# Air cleaner 1967 GTO



## alanmay0 (Sep 3, 2015)

Can some one please educate me on the air cleaners for the 1967 GTO. What air cleaner came factory of the stock 335 HP 400 GTO engine. Was it the "pancake" cleaner or the taller one in which the air filter is exposed and it has a chrome lid.

thank you in advance
alan

OK i have added two pictures of air cleaners. The short one with vents I call the pancake filter the other one just call it an open filter cleaner with the chrome top, like the filter is sandwiched in between the chrome top and a like chrome bottom. which one came stock on a non California 67 GTO? Not talking about any filter with a snorkel on it. 

for some reason I can not add pictures


----------



## Pinion head (Jan 3, 2015)

335 horse, 49 State emission builds received the flat pancake style base with a Q-jet base.

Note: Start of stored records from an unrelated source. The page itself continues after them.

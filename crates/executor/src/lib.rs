//! # Bibliophant Executor
//!
//! The query language of Bibliophant and the commands that speak it.
//!
//! A query is a chain of commands separated by `" : "`, much like a shell
//! pipeline:
//!
//! ```text
//! get tag read-me 3 : untag read-me : open
//! ```
//!
//! Each command has a [`Role`] that says whether it accepts the result of
//! its predecessor and whether it hands one on. The [`Engine`] parses and
//! validates the whole chain before anything runs, then executes it inside
//! one transaction of the collection [`Store`](bibliophant_storage::Store):
//! either every command succeeds and the transaction is committed, or the
//! first failure rolls everything back.
//!
//! ## Quick Start
//!
//! ```text
//! use bibliophant_executor::{Context, Session};
//!
//! let mut session = Session::open("/home/me/papers", |root| Context::new(root))?;
//! session.execute("get all 5 : show")?;
//! ```
//!
//! ## Roles
//!
//! | Role | Accepts | Produces | Position |
//! |------|---------|----------|----------|
//! | **closed-closed** | no | no | alone |
//! | **closed-producing** | no | yes | first |
//! | **receiving-producing** | yes | yes | after the first |
//! | **receiving-closed** | yes | no | last, after the first |

#![warn(missing_docs)]

mod command;
mod context;
mod engine;
mod error;
mod output;
mod query;
mod role;
mod session;

// Command modules
mod handlers;

// Test modules
#[cfg(test)]
mod tests;

// =============================================================================
// Public API - Everything users need is re-exported here
// =============================================================================

pub use command::{complete_word, last_word, Command, CommandGroup, GroupBuilder};
pub use context::{
    move_file, Console, Context, Effect, EffectLedger, Interaction, Scripted, Settings, Unattended,
};
pub use engine::{Engine, EngineBuilder, Outcome, Plan, Segment};
pub use error::{BuildError, Error};
pub use handlers::{default_engine, expand_tilde, MANUAL};
pub use output::Output;
pub use query::{split_first_word, split_query, SEPARATOR};
pub use role::Role;
pub use session::Session;

/// Result type for query execution
pub type Result<T> = std::result::Result<T, Error>;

335 horse cars delivered in California received their own coded 400 engines,a smog pump assembly, and an original a single snorkel air cleaner:










360 horse factory 400 HO engines received the 14x3" open element air cleaner


----------



## GTOJUNIOR (Aug 7, 2011)

Yes the Pancake was the base engine breather, 
CA A.I.R./smog shown above,
Then HO that was the Chrome lid open element filter,
onto RA which was the HO with black lid and pan.


----------



## Goat Roper (Oct 28, 2014)

Pancake, chrome lid, single snorkel with intake for smog pump on the bottom (Ca. Cars) and crankcase vent on the side from the passenger side valve cover.


----------